Unless one is very lucky, very skilled or very unfussy, there comes a time when even the best of us goes through a period of sexual inactivity. The "dry spell" is one of the most feared phrases in the single person's lexicon -- along with "high-school reunion" and "baby shower" -- and is also often accompanied by the feeling everyone in the world is hooking up but you.
As those of us who have difficulty jumping from one relationship to another know, it can be a time of stress, fear and uncomfortable moments at the X-rated DVD rental outlet. So we asked a few friends (names changed to protect the frustrated) and a couple of sex therapists what a dry spell means to them, and how best to cope.
"It's like Michel de Montaigne says: 'There's nothing greater than being self-sufficient,'" says Chris H., a teacher/musician in his early forties who apparently copes by reading 19th century French essayists. "And I really think, especially if you have an artistic bent, if you're with someone you're not compatible with just for the sex, there's a little voice in the back of your mind saying, 'I could be working on my writing or working on a song or watching pornography and getting more turned on.'"

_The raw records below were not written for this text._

//! Text-to-music generation collaborator
//!
//! The model runs in a separate inference server. [`HttpMusicGenerator`]
//! talks to it over HTTP:
//! - `GET {endpoint}/health` answers once the model weights are loaded
//! - `POST {endpoint}/generate` with `{prompt, max_new_tokens}` returns a WAV body

use super::wav_codec;
use async_trait::async_trait;
use moodgen_common::config::GeneratorConfig;
use moodgen_common::Waveform;
use serde::{Deserialize, Serialize};
use std::time::Duration;
use thiserror::Error;

const USER_AGENT: &str = concat!("moodgen-studio/", env!("CARGO_PKG_VERSION"));

/// Readiness probe timeout; generation itself uses the configured timeout
const HEALTH_TIMEOUT: Duration = Duration::from_secs(10);

#[derive(Debug, Error)]
pub enum GeneratorError {
    #[error("Network error: {0}")]
    Network(String),

    #[error("API error {0}: {1}")]
    Api(u16, String),

    #[error("Model not ready: {0}")]
    NotReady(String),

    #[error("Invalid audio from generator: {0}")]
    InvalidAudio(String),
}

/// Text-to-audio model collaborator
#[async_trait]
pub trait MusicGenerator: Send + Sync {
    /// Generate a clip for `prompt` with a budget of `max_new_tokens`
    async fn generate(&self, prompt: &str, max_new_tokens: u32) -> Result<Waveform, GeneratorError>;
}

#[derive(Debug, Serialize)]
struct GenerateRequest<'a> {
    prompt: &'a str,
    max_new_tokens: u32,
}

/// Body of the inference server's health endpoint
#[derive(Debug, Clone, Default, Deserialize)]
pub struct GeneratorHealth {
    #[serde(default)]
    pub model: Option<String>,
    #[serde(default)]
    pub sample_rate: Option<u32>,
}

/// Client for the inference server
pub struct HttpMusicGenerator {
    http_client: reqwest::Client,
    endpoint: String,
}

impl HttpMusicGenerator {
    pub fn new(config: &GeneratorConfig) -> Result<Self, GeneratorError> {
        let http_client = reqwest::Client::builder()
            .user_agent(USER_AGENT)
            .timeout(Duration::from_secs(config.timeout_secs))
            .build()
            .map_err(|e| GeneratorError::Network(e.to_string()))?;

        Ok(Self {
            http_client,
            endpoint: config.endpoint.trim_end_matches('/').to_string(),
        })
    }

    /// Build the client and wait for the server to report its model loaded
    pub async fn connect(config: &GeneratorConfig) -> Result<Self, GeneratorError> {
        let generator = Self::new(config)?;
        let health = generator.health().await?;
        tracing::info!(
            endpoint = %generator.endpoint,
            model = health.model.as_deref().unwrap_or("unknown"),
            sample_rate = ?health.sample_rate,
            "Music generator ready"
        );
        Ok(generator)
    }

    /// Query the readiness endpoint
    pub async fn health(&self) -> Result<GeneratorHealth, GeneratorError> {
        let response = self
            .http_client
            .get(format!("{}/health", self.endpoint))
            .timeout(HEALTH_TIMEOUT)
            .send()
            .await
            .map_err(|e| GeneratorError::NotReady(e.to_string()))?;

        let status = response.status();
        if !status.is_success() {
            let error_text = response.text().await.unwrap_or_default();
            return Err(GeneratorError::NotReady(format!("HTTP {}: {}", status.as_u16(), error_text)));
        }

        // Servers may answer with an empty or non-JSON body
        let body = response.bytes().await.unwrap_or_default();
        Ok(serde_json::from_slice(&body).unwrap_or_default())
    }
}

#[async_trait]
impl MusicGenerator for HttpMusicGenerator {
    async fn generate(&self, prompt: &str, max_new_tokens: u32) -> Result<Waveform, GeneratorError> {
        tracing::debug!(max_new_tokens, "Requesting music generation");

        let response = self
            .http_client
            .post(format!("{}/generate", self.endpoint))
            .json(&GenerateRequest { prompt, max_new_tokens })
            .send()
            .await
            .map_err(|e| GeneratorError::Network(e.to_string()))?;

        let status = response.status();
        if !status.is_success() {
            let error_text = response.text().await.unwrap_or_default();
            return Err(GeneratorError::Api(status.as_u16(), error_text));
        }

        let bytes = response
            .bytes()
            .await
            .map_err(|e| GeneratorError::Network(e.to_string()))?;
        let waveform =
            wav_codec::decode_bytes(&bytes).map_err(|e| GeneratorError::InvalidAudio(e.to_string()))?;
        if waveform.is_empty() {
            return Err(GeneratorError::InvalidAudio("no samples".to_string()));
        }

        tracing::info!(
            frames = waveform.frames(),
            sample_rate = waveform.sample_rate(),
            channels = waveform.channel_count(),
            "Generated waveform received"
        );
        Ok(waveform)
    }
}

#[cfg(test)]
mod tests {
    use super::*;

    #[test]
    fn test_client_creation_trims_endpoint() {
        let config = GeneratorConfig {
            endpoint: "http://localhost:9000/".to_string(),
            timeout_secs: 5,
        };
        let generator = HttpMusicGenerator::new(&config).unwrap();
        assert_eq!(generator.endpoint, "http://localhost:9000");
    }

    #[test]
    fn test_request_body_shape() {
        let body = serde_json::to_value(GenerateRequest {
            prompt: "calm piano",
            max_new_tokens: 512,
        })
        .unwrap();
        assert_eq!(body, serde_json::json!({"prompt": "calm piano", "max_new_tokens": 512}));
    }

    #[test]
    fn test_health_body_is_lenient() {
        let health: GeneratorHealth = serde_json::from_str(r#"{"model":"musicgen-small","sample_rate":32000,"extra":1}"#).unwrap();
        assert_eq!(health.model.as_deref(), Some("musicgen-small"));
        assert_eq!(health.sample_rate, Some(32000));
    }

    #[tokio::test]
    async fn test_connect_fails_when_server_unreachable() {
        let config = GeneratorConfig {
            // Port 9 (discard) on localhost is not expected to serve HTTP
            endpoint: "http://127.0.0.1:9".to_string(),
            timeout_secs: 1,
        };
        let result = HttpMusicGenerator::connect(&config).await;
        assert!(matches!(result, Err(GeneratorError::NotReady(_))));
    }
}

Dry spells can be a time to focus on other things, he suggests, like work, career or that Claymation film idea you've had since dropping out of art school. "I would say in theory it gives you a little bit more fortitude and a little more perspective," says Chris, a feast-or-famine type of guy. "In reality it just means you jerk off more."
Even thinking of a dry spell as such can be detrimental, says Elizabeth K., 35, a philosophy prof and all-around opinionated gal. "If you're thinking of it as a dry spell, it's a distraction, and you've problem-atized it," says Elizabeth, whose longest period of enforced celibacy was the year she spent away from her boyfriend while studying overseas. "If you're single and happy it's not a problem. The whole idea presupposes people need to be humping all the time, and so it becomes a deprived state."